I’m always struck by the amount of creativity people exhibit in Youtube comments. I’m particularly fond of the various images they use when they enjoy performances by musicians. A rock concert is a multimodal experience: you don’t go there just to listen to the music. What occurs visually is also extremely important. In this respect, rock drummer Tommy Aldridge offers the full package. He’s played in prestigious venues for longer than anyone can remember (since the early 1970s, actually), drumming for various major artists to this day (he’s turning 70 this year). He’s always shown exceptional showmanship, hitting those drums with passion. His typical mane of hair and signature moves have no doubt contributed (on top of his solid drumming skills) to his current (and imho well-deserved) iconic status. Among other available videos on Youtube, I think the following one totally exemplifies the raw energy typical of Aldridge’s performances:

This is the sort of video that triggers idiomatic (and sometimes funny/exaggerated) expressions like: he’s drumming like there’s no tomorrow. So I thought I’d automatically search for such phrases. The process isn’t as straightforward as I expected, but I eventually found this program, and it made things quite easy.

I searched for videos containing “tommy aldridge drum” in their title, and searched the comments of the first 50 videos for the phrase “like they” (33 hits) or “like it” (40 hits). Then I manually inspected the output to remove spurious hits (e.g. “I like it”), which left me with 36 interesting cases… warning: the remainder of this post contains strong language…

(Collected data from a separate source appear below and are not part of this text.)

//! In-memory resource coordinator adapter.

use std::collections::{BTreeMap, HashSet};
use std::sync::atomic::{AtomicBool, Ordering};
use std::time::Duration;

use async_trait::async_trait;
use dashmap::DashMap;
use tracing::warn;
use venice_controller_types::ControllerError;

use super::traits::{ClusterTopology, ExternalView, Rebalancer, ResourceCoordinator};
use crate::ControllerResult;

struct ResourceRow {
    partition_count: u32,
    replication_factor: u32,
    /// `partitionId -> (instanceId -> state)`.
    assignments: BTreeMap<u32, BTreeMap<String, String>>,
}

/// In-memory `ResourceCoordinator`. Resources start unassigned;
/// `simulate_full_assignment` drives them to fully replicated so tests can
/// exercise `wait_for_assignment` without a real cluster manager.
pub struct InMemoryResourceCoordinator {
    clusters: DashMap<String, ClusterTopology>,
    resources: DashMap<(String, String), ResourceRow>,
    live_instances: DashMap<String, HashSet<String>>,
    unavailable: AtomicBool,
}

impl InMemoryResourceCoordinator {
    #[must_use]
    pub fn new() -> Self {
        Self {
            clusters: DashMap::new(),
            resources: DashMap::new(),
            live_instances: DashMap::new(),
            unavailable: AtomicBool::new(false),
        }
    }

    /// Test hook: force every subsequent call to fail with
    /// `CoordinatorUnavailable` until called again with `false`.
    pub fn set_unavailable(&self, unavailable: bool) {
        self.unavailable.store(unavailable, Ordering::SeqCst);
    }

    /// Test/simulation hook: assigns `replication_factor` distinct replicas
    /// to every partition of a resource, all in state `ONLINE`.
    pub fn simulate_full_assignment(&self, cluster: &str, resource: &str) {
        if let Some(mut row) = self.resources.get_mut(&(cluster.to_string(), resource.to_string())) {
            let rf = row.replication_factor;
            let partition_count = row.partition_count;
            for p in 0..partition_count {
                let replicas = row.assignments.entry(p).or_default();
                for r in 0..rf {
                    replicas.insert(format!("instance-{r}"), "ONLINE".to_string());
                }
            }
        }
    }

    /// Test/simulation hook: grants leadership of partition 0 of `resource`
    /// to `instance_id`, the shape `MastershipController` polls for.
    pub fn grant_leader(&self, cluster: &str, resource: &str, instance_id: &str) {
        let mut row = self
            .resources
            .entry((cluster.to_string(), resource.to_string()))
            .or_insert_with(|| ResourceRow {
                partition_count: 1,
                replication_factor: 1,
                assignments: BTreeMap::new(),
            });
        let replicas = row.assignments.entry(0).or_default();
        replicas.retain(|_, state| state != "LEADER");
        replicas.insert(instance_id.to_string(), "LEADER".to_string());
    }

    pub fn register_live_instance(&self, cluster: &str, instance: &str) {
        self.live_instances
            .entry(cluster.to_string())
            .or_default()
            .insert(instance.to_string());
    }

    fn check_available(&self) -> ControllerResult<()> {
        if self.unavailable.load(Ordering::SeqCst) {
            return Err(ControllerError::CoordinatorUnavailable(
                "simulated coordinator outage".to_string(),
            ));
        }
        Ok(())
    }
}

impl Default for InMemoryResourceCoordinator {
    fn default() -> Self {
        Self::new()
    }
}

#[async_trait]
impl ResourceCoordinator for InMemoryResourceCoordinator {
    async fn ensure_cluster(&self, cluster: &str, topology: ClusterTopology) -> ControllerResult<()> {
        self.check_available()?;
        self.clusters.insert(cluster.to_string(), topology);
        Ok(())
    }

    async fn get_cluster_topology(&self, cluster: &str) -> ControllerResult<ClusterTopology> {
        self.check_available()?;
        Ok(self.clusters.get(cluster).map(|t| t.clone()).unwrap_or_default())
    }

    async fn add_resource(
        &self,
        cluster: &str,
        resource: &str,
        partition_count: u32,
        replication_factor: u32,
        _state_model_name: &str,
        _rebalancer: Rebalancer,
        _min_active_replicas: u32,
    ) -> ControllerResult<()> {
        self.check_available()?;
        let key = (cluster.to_string(), resource.to_string());
        if self.resources.contains_key(&key) {
            return Err(ControllerError::AlreadyExists(format!(
                "resource '{resource}' in cluster '{cluster}'"
            )));
        }
        self.resources.insert(
            key,
            ResourceRow {
                partition_count,
                replication_factor,
                assignments: BTreeMap::new(),
            },
        );
        Ok(())
    }

    async fn drop_resource(&self, cluster: &str, resource: &str) -> ControllerResult<()> {
        self.check_available()?;
        self.resources.remove(&(cluster.to_string(), resource.to_string()));
        Ok(())
    }

    async fn list_resources(&self, cluster: &str) -> ControllerResult<Vec<String>> {
        self.check_available()?;
        Ok(self
            .resources
            .iter()
            .filter(|entry| entry.key().0 == cluster)
            .map(|entry| entry.key().1.clone())
            .collect())
    }

    async fn enable_partition(
        &self,
        cluster: &str,
        participant: &str,
        resource: &str,
        partition_name: &str,
        enabled: bool,
    ) -> ControllerResult<()> {
        self.check_available()?;
        // A no-op in the in-memory adapter beyond observability: real
        // coordinators route this to the participant's state model.
        let _ = (cluster, participant, resource, partition_name, enabled);
        Ok(())
    }

    async fn read_external_view(&self, cluster: &str, resource: &str) -> ControllerResult<ExternalView> {
        self.check_available()?;
        let row = self
            .resources
            .get(&(cluster.to_string(), resource.to_string()))
            .ok_or_else(|| ControllerError::NotFound(format!("resource '{resource}' in cluster '{cluster}'")))?;
        Ok(ExternalView {
            partitions: row.assignments.clone(),
        })
    }

    async fn live_instances(&self, cluster: &str) -> ControllerResult<HashSet<String>> {
        self.check_available()?;
        Ok(self.live_instances.get(cluster).map(|s| s.clone()).unwrap_or_default())
    }

    async fn wait_for_assignment(
        &self,
        cluster: &str,
        resource: &str,
        replication_factor: u32,
        timeout: Duration,
    ) -> ControllerResult<()> {
        let deadline = tokio::time::Instant::now() + timeout;
        loop {
            self.check_available()?;
            let satisfied = {
                let row = self
                    .resources
                    .get(&(cluster.to_string(), resource.to_string()))
                    .ok_or_else(|| {
                        ControllerError::NotFound(format!("resource '{resource}' in cluster '{cluster}'"))
                    })?;
                (0..row.partition_count).all(|p| {
                    row.assignments
                        .get(&p)
                        .is_some_and(|replicas| replicas.len() as u32 >= replication_factor)
                })
            };

            if satisfied {
                return Ok(());
            }

            if tokio::time::Instant::now() >= deadline {
                warn!(cluster, resource, "timed out waiting for resource assignment");
                return Err(ControllerError::CoordinatorUnavailable(format!(
                    "timed out waiting for assignment of '{resource}'"
                )));
            }

            tokio::time::sleep(Duration::from_millis(10)).await;
        }
    }

    async fn send_message_to_participants(&self, cluster: &str, resource: &str, message: &str, retries: u32) {
        if self.check_available().is_err() {
            warn!(cluster, resource, message, retries, "dropped participant message, coordinator unavailable");
        }
    }
}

20 of them were variations of the phrase “he beats the drums like they owe him money”. 6 comments were near-synomyns of “like it’s the last time”. 3 cases were equivalent to “he hits the drums like they stole something (from him)”. And in 2 cases, he hit the drums like (to put it politely) someone had had sex with one of his relatives. And among the remaining examples, here are the 4 most interesting ones:

  • “Jesus, he’s hittin’ them tubs like they killed his fuckin’ dog!”
  • “angry old dude , hit em like its ur redheaded stepson”
  • “beats on the kit like it’s the side piece of ass you keep at the trailer-park”
  • “He beat those drums like they were trash talking his mom.”

Learners of English as a second language are always struggling to find the right idiomatic phrase that would suit a particular situation perfectly. Now, would I recommend to students a naive use of the tool I’ve just described? Probably not. But as a tool for linguists (who by definition describe language as it is spoken, not as it “should”), it looks promising.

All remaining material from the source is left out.